Jeff would be late for meetings or miss them altogether. He failed, three times, a standard exam required for Canadian Armed Forces employees “which is so not him,” says Vicky, his wife, from their home in Gananoque, Ont.

“Jeff has three degrees, including a masters in history. For him to fail and shrug it off seemed odd, but we were moving and trying to get settled…” she says, her voice trailing off as if she is still trying to make sense of all that has happened in the past few years.

Jeff, then 47, was dispatched to a doctor on base, and from there, the process (cognitive testing; visits with a specialist) moved quickly. A neurologist in Ottawa made the diagnosis: frontotemporal dementia, or FTD.

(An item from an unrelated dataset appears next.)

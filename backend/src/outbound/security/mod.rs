//! Credential handling adapters.

mod argon2_password_hasher;

pub use argon2_password_hasher::Argon2PasswordHasher;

Once called “Pick’s disease,” FTD usually strikes people in their 50s and 60s and accounts for 10 to 15 percent of all dementia cases. It’s a form of cell damage that causes the brain to shrink in the areas behind the forehead and the ears, regions that control speech, movement, planning and judgment.

There is no cure or drug treatment for FTD and, on average, people survive six to eight years after diagnosis. Jeff is 52 now, he can no longer speak, and he was diagnosed five years ago.

Once the military had a diagnosis and a reason to release him, they did release him.

FTD is just one of the many diseases that cause dementia

Dementia is a general term for a decline in mental ability severe enough to interfere with daily life. Alzheimer’s is the most common disease to cause dementia, and has become a chronic public health issue in Canada, with the aging of the baby boomer population.

People can live for 20 years after a diagnosis of Alzheimer’s disease, but, on average, people live four to eight years after the onset of symptoms.

As those years pass and function declines, care needs in general – and health care needs in particular – will increase.

For Jeff, military service brought with it health benefits beyond those available to most Canadian employees, like prescription drugs, a few pairs of glasses and dental exams. It also brought quick access to many levels of care. You would think that would be a good thing, but “it was and it wasn’t,” says Vicky.

“Once the military had a diagnosis and a reason to release him, they did release him and we were stuck by ourselves,” she says. “We had to get into the civilian end of it.”

The civilian end, meaning Canada’s lauded and lamented universal health care system, has many enviable benefits compared to programs in wealthier nations. But quick access and responsive care are not chief among its hallmarks.